The interested reader should consult the on-line version of The Wonderful World of Atoms and Nuclei for a fascinating insight into research on "super-heavy" atoms.

  • Name: Bohrium
  • Symbol: Bh
  • Atomic number: 107
  • Atomic weight: [ 272 ]
  • Standard state: presumably a solid at 298 K
  • CAS Registry ID: 54037-14-8
  • Group in periodic table: 7
  • Period in periodic table: 7
  • Block in periodic table: d-block
  • Color: unknown, but probably metallic and silvery white or grey in appearance
  • Classification: Metallic
Historical information
Bohrium was discovered by Peter Armbruster, Gottfried Münzenber and their co-workers in 1981 at the Gesellschaft für Schwerionenforschung (GSI), or the Institute for Heavy Ion Research in Darmstadt, Germany. The team bombarded a target of bismuth-209 with accelerated nuclei of chromium-54 to produce 5 atoms of the isotope bohrium-262. This substantiated the work done by USSR scientists in 1976, when an isotope of bohrium was produced.
The origin of name is Niels "Bohr", the Danish physicist. You may remember the Bohr’s model of electron shell structure. Originally, German scientists from the GSI suggested the name Nielsbohrium (symbol Ns) after Niels Bohr. IUPAC are happy to name an element after Bohr but suggested bohrium (Bh) on the grounds that the first name of a person does not appear in the names of any other element named after a person. This seems to have been accepted by all concerned.
However, this was opposed by the discoverers as there was some concern that the name might be confused with boron and in particular the distinguishing of the names of their respective oxyanions, bohrate and borate. The matter was handed to the Danish branch of IUPAC which, despite this, voted in favour of the name bohrium, and thus the name bohrium for element 107 was recognized internationally in 1997. The IUPAC subsequently decided that bohrium salts should be called bohriates instead of bohrates
Physical properties
  • Density of solid: 27200 (predicted) kg m-3
  • Most physical properties of this element are as yet unknown
Orbital properties
  • Ground state electron configuration:  [Rn].5f14.6d5.7s2 (a guess based upon that of rhenium)
  • Shell structure:  2.8.18.32.32.13.2
  • Term symbol:   6S5/2 (a guess based upon guessed electronic structure)
Isolation
Only a few atoms of element 107, bohrium, have ever been made.
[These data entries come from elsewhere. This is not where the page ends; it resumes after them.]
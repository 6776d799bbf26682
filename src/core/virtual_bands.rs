//! Derived quantities computed by formula from stored output channels.
//!
//! Uncertainties of derived quantities apply the quantity's own formula to
//! the input uncertainties. This is a linear approximation, kept as is for
//! compatibility with existing products.
use serde::Serialize;

use crate::core::schema::{Iop, Kd, OutputSchema, Uncertainty};

/// Factors and exponents of the concentration formulas.
#[derive(Debug, Clone, Copy, PartialEq, Serialize)]
pub struct Coefficients {
    pub tsm_fac: f64,
    pub tsm_exp: f64,
    pub chl_exp: f64,
    pub chl_fac: f64,
}

impl Default for Coefficients {
    fn default() -> Self {
        Self {
            tsm_fac: 1.72,
            tsm_exp: 3.1,
            chl_exp: 1.04,
            chl_fac: 21.0,
        }
    }
}

#[derive(Copy, Clone, PartialEq, Eq, Debug, Serialize)]
pub enum VirtualBand {
    Adg,
    Atot,
    Btot,
    Tsm,
    Chl,
    KdZ90max,
    UncTsm,
    UncChl,
    UncKdZ90max,
}

/// Description of a virtual band, for metadata.
#[derive(Clone, PartialEq, Debug, Serialize)]
pub struct VirtualBandDef {
    pub name: &'static str,
    pub expression: String,
    pub unit: &'static str,
    pub description: &'static str,
    /// Band this one is the uncertainty of
    pub uncertainty_of: Option<&'static str>,
}

impl VirtualBand {
    pub const ALL: [VirtualBand; 9] = [
        VirtualBand::Adg,
        VirtualBand::Atot,
        VirtualBand::Btot,
        VirtualBand::Tsm,
        VirtualBand::Chl,
        VirtualBand::KdZ90max,
        VirtualBand::UncTsm,
        VirtualBand::UncChl,
        VirtualBand::UncKdZ90max,
    ];

    pub fn name(&self) -> &'static str {
        match self {
            VirtualBand::Adg => "iop_adg",
            VirtualBand::Atot => "iop_atot",
            VirtualBand::Btot => "iop_btot",
            VirtualBand::Tsm => "conc_tsm",
            VirtualBand::Chl => "conc_chl",
            VirtualBand::KdZ90max => "kd_z90max",
            VirtualBand::UncTsm => "unc_tsm",
            VirtualBand::UncChl => "unc_chl",
            VirtualBand::UncKdZ90max => "unc_kd_z90max",
        }
    }

    pub fn unit(&self) -> &'static str {
        match self {
            VirtualBand::Adg | VirtualBand::Atot | VirtualBand::Btot => "m^-1",
            VirtualBand::Tsm | VirtualBand::UncTsm => "g m^-3",
            VirtualBand::Chl | VirtualBand::UncChl => "mg m^-3",
            VirtualBand::KdZ90max | VirtualBand::UncKdZ90max => "m",
        }
    }

    pub fn description(&self) -> &'static str {
        match self {
            VirtualBand::Adg => "Detritus + gelbstoff absorption at 443 nm",
            VirtualBand::Atot => "phytoplankton + detritus + gelbstoff absorption at 443 nm",
            VirtualBand::Btot => "total particle scattering at 443 nm",
            VirtualBand::Tsm => "Total suspended matter dry weight concentration",
            VirtualBand::Chl => "Chlorophyll concentration",
            VirtualBand::KdZ90max => {
                "Depth of the water column from which 90% of the water leaving irradiance comes from"
            }
            VirtualBand::UncTsm => "Uncertainty of total suspended matter (TSM) dry weight concentration",
            VirtualBand::UncChl => "Uncertainty of chlorophyll concentration",
            VirtualBand::UncKdZ90max => "Uncertainty of kd_z90max",
        }
    }

    pub fn uncertainty_of(&self) -> Option<&'static str> {
        match self {
            VirtualBand::UncTsm => Some(VirtualBand::Tsm.name()),
            VirtualBand::UncChl => Some(VirtualBand::Chl.name()),
            VirtualBand::UncKdZ90max => Some(VirtualBand::KdZ90max.name()),
            _ => None,
        }
    }

    /// Band-math form of the formula.
    pub fn expression(&self, c: &Coefficients) -> String {
        match self {
            VirtualBand::Adg => "iop_adet + iop_agelb".to_string(),
            VirtualBand::Atot => "iop_apig + iop_adet + iop_agelb".to_string(),
            VirtualBand::Btot => "iop_bpart + iop_bwit".to_string(),
            VirtualBand::Tsm => format!("iop_bpart * {} + iop_bwit * {}", c.tsm_fac, c.tsm_exp),
            VirtualBand::Chl => format!("pow(iop_apig, {}) * {}", c.chl_exp, c.chl_fac),
            VirtualBand::KdZ90max => "1 / kdmin".to_string(),
            VirtualBand::UncTsm => format!("unc_btot * {}", c.tsm_fac),
            VirtualBand::UncChl => format!("pow(unc_apig, {}) * {}", c.chl_exp, c.chl_fac),
            VirtualBand::UncKdZ90max => "abs(kd_z90max - 1.0 / abs(kdmin - unc_kdmin))".to_string(),
        }
    }

    /// Whether the band exists for the given schema.
    pub fn is_available(&self, schema: &OutputSchema) -> bool {
        let toggles = schema.toggles();
        match self {
            VirtualBand::Adg
            | VirtualBand::Atot
            | VirtualBand::Btot
            | VirtualBand::Tsm
            | VirtualBand::Chl => true,
            VirtualBand::KdZ90max => toggles.output_kd,
            VirtualBand::UncTsm | VirtualBand::UncChl => toggles.output_uncertainties,
            VirtualBand::UncKdZ90max => toggles.output_kd && toggles.output_uncertainties,
        }
    }

    pub fn definition(&self, c: &Coefficients) -> VirtualBandDef {
        VirtualBandDef {
            name: self.name(),
            expression: self.expression(c),
            unit: self.unit(),
            description: self.description(),
            uncertainty_of: self.uncertainty_of(),
        }
    }

    /// Evaluate over one pixel's output row. Returns `None` when the band is
    /// not available for the schema.
    pub fn evaluate(&self, row: &[f64], schema: &OutputSchema, c: &Coefficients) -> Option<f64> {
        if !self.is_available(schema) {
            return None;
        }
        let iop = |i: Iop| row[schema.iop(i)];
        let value = match self {
            VirtualBand::Adg => adg(iop(Iop::Adet), iop(Iop::Agelb)),
            VirtualBand::Atot => atot(iop(Iop::Apig), iop(Iop::Adet), iop(Iop::Agelb)),
            VirtualBand::Btot => btot(iop(Iop::Bpart), iop(Iop::Bwit)),
            VirtualBand::Tsm => tsm(iop(Iop::Bpart), iop(Iop::Bwit), c),
            VirtualBand::Chl => chl(iop(Iop::Apig), c),
            VirtualBand::KdZ90max => z90max(row[schema.kd(Kd::Kdmin)?]),
            VirtualBand::UncTsm => unc_tsm(row[schema.uncertainty(Uncertainty::Btot)?], c),
            VirtualBand::UncChl => {
                chl(row[schema.uncertainty(Uncertainty::Iop(Iop::Apig))?], c)
            }
            VirtualBand::UncKdZ90max => unc_z90max(
                row[schema.kd(Kd::Kdmin)?],
                row[schema.uncertainty(Uncertainty::Kd(Kd::Kdmin))?],
            ),
        };
        Some(value)
    }
}

/// Virtual bands present for a schema, in product order.
pub fn available_bands(schema: &OutputSchema) -> Vec<VirtualBand> {
    VirtualBand::ALL
        .iter()
        .copied()
        .filter(|b| b.is_available(schema))
        .collect()
}

pub fn adg(adet: f64, agelb: f64) -> f64 {
    adet + agelb
}

pub fn atot(apig: f64, adet: f64, agelb: f64) -> f64 {
    apig + adet + agelb
}

pub fn btot(bpart: f64, bwit: f64) -> f64 {
    bpart + bwit
}

pub fn tsm(bpart: f64, bwit: f64, c: &Coefficients) -> f64 {
    bpart * c.tsm_fac + bwit * c.tsm_exp
}

pub fn chl(apig: f64, c: &Coefficients) -> f64 {
    apig.powf(c.chl_exp) * c.chl_fac
}

pub fn z90max(kdmin: f64) -> f64 {
    1.0 / kdmin
}

pub fn unc_tsm(unc_btot: f64, c: &Coefficients) -> f64 {
    unc_btot * c.tsm_fac
}

pub fn unc_z90max(kdmin: f64, unc_kdmin: f64) -> f64 {
    (z90max(kdmin) - 1.0 / (kdmin - unc_kdmin).abs()).abs()
}

#[cfg(test)]
mod tests {
    use super::*;
    use crate::types::FeatureToggles;
    use approx::assert_relative_eq;

    fn filled_row(schema: &OutputSchema) -> Vec<f64> {
        let mut row = vec![f64::NAN; schema.width()];
        for (i, iop) in Iop::ALL.iter().enumerate() {
            row[schema.iop(*iop)] = 0.1 * (i + 1) as f64;
        }
        if let Some(slot) = schema.kd(Kd::Kdmin) {
            row[slot] = 0.5;
        }
        if let Some(slot) = schema.uncertainty(Uncertainty::Btot) {
            row[slot] = 0.2;
        }
        if let Some(slot) = schema.uncertainty(Uncertainty::Iop(Iop::Apig)) {
            row[slot] = 0.05;
        }
        if let Some(slot) = schema.uncertainty(Uncertainty::Kd(Kd::Kdmin)) {
            row[slot] = 0.1;
        }
        row
    }

    #[test]
    fn sums_and_concentrations() {
        let schema = OutputSchema::resolve(4, &FeatureToggles::all()).unwrap();
        let row = filled_row(&schema);
        let c = Coefficients::default();
        let eval = |b: VirtualBand| b.evaluate(&row, &schema, &c).unwrap();

        assert_relative_eq!(eval(VirtualBand::Adg), 0.2 + 0.3, epsilon = 1e-12);
        assert_relative_eq!(eval(VirtualBand::Atot), 0.1 + 0.2 + 0.3, epsilon = 1e-12);
        assert_relative_eq!(eval(VirtualBand::Btot), 0.4 + 0.5, epsilon = 1e-12);
        assert_relative_eq!(eval(VirtualBand::Tsm), 0.4 * 1.72 + 0.5 * 3.1, epsilon = 1e-12);
        assert_relative_eq!(eval(VirtualBand::Chl), 0.1f64.powf(1.04) * 21.0, epsilon = 1e-12);
        assert_relative_eq!(eval(VirtualBand::KdZ90max), 2.0, epsilon = 1e-12);
    }

    #[test]
    fn uncertainties_reuse_the_formulas() {
        let schema = OutputSchema::resolve(4, &FeatureToggles::all()).unwrap();
        let row = filled_row(&schema);
        let c = Coefficients::default();
        let eval = |b: VirtualBand| b.evaluate(&row, &schema, &c).unwrap();

        assert_relative_eq!(eval(VirtualBand::UncTsm), 0.2 * 1.72, epsilon = 1e-12);
        assert_relative_eq!(eval(VirtualBand::UncChl), chl(0.05, &c), epsilon = 1e-12);
        // |1/0.5 - 1/|0.5 - 0.1||
        assert_relative_eq!(eval(VirtualBand::UncKdZ90max), 0.5, epsilon = 1e-12);
    }

    #[test]
    fn availability_follows_toggles() {
        let schema = OutputSchema::resolve(4, &FeatureToggles::minimal()).unwrap();
        let names: Vec<&str> = available_bands(&schema).iter().map(|b| b.name()).collect();
        assert_eq!(names, vec!["iop_adg", "iop_atot", "iop_btot", "conc_tsm", "conc_chl"]);
        let row = filled_row(&schema);
        assert!(VirtualBand::KdZ90max
            .evaluate(&row, &schema, &Coefficients::default())
            .is_none());

        let toggles = FeatureToggles {
            output_kd: false,
            ..FeatureToggles::all()
        };
        let schema = OutputSchema::resolve(4, &toggles).unwrap();
        let bands = available_bands(&schema);
        assert!(bands.contains(&VirtualBand::UncChl));
        assert!(!bands.contains(&VirtualBand::UncKdZ90max));
    }

    #[test]
    fn expressions_embed_coefficients() {
        let c = Coefficients {
            tsm_fac: 2.0,
            tsm_exp: 4.5,
            chl_exp: 1.1,
            chl_fac: 20.0,
        };
        assert_eq!(VirtualBand::Tsm.expression(&c), "iop_bpart * 2 + iop_bwit * 4.5");
        assert_eq!(VirtualBand::Chl.expression(&c), "pow(iop_apig, 1.1) * 20");
        assert_eq!(
            VirtualBand::UncChl.definition(&c).uncertainty_of,
            Some("conc_chl")
        );
    }
}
The first atoms were made through a nuclear reaction involving fusion of an isotope of lead, 209Pb, with one of chromium, 54Cr.
209Pb + 54Cr → 262Bh + 1n
Isolation of an observable quantity of bohrium has never been achieved, and may well never be. This is because bohrium decays very rapidly through the emission of α-particles.
More recently, other isotopes have been made at the Paul Scherrer Institute (PSI) in Switzerland.
249Bk + 22Ne → 266Bh + 51n
249Bk + 22Ne → 267Bh + 41n
In this work, it appears the scientists concerned feel bohrium forms the oxychloride BhClO3.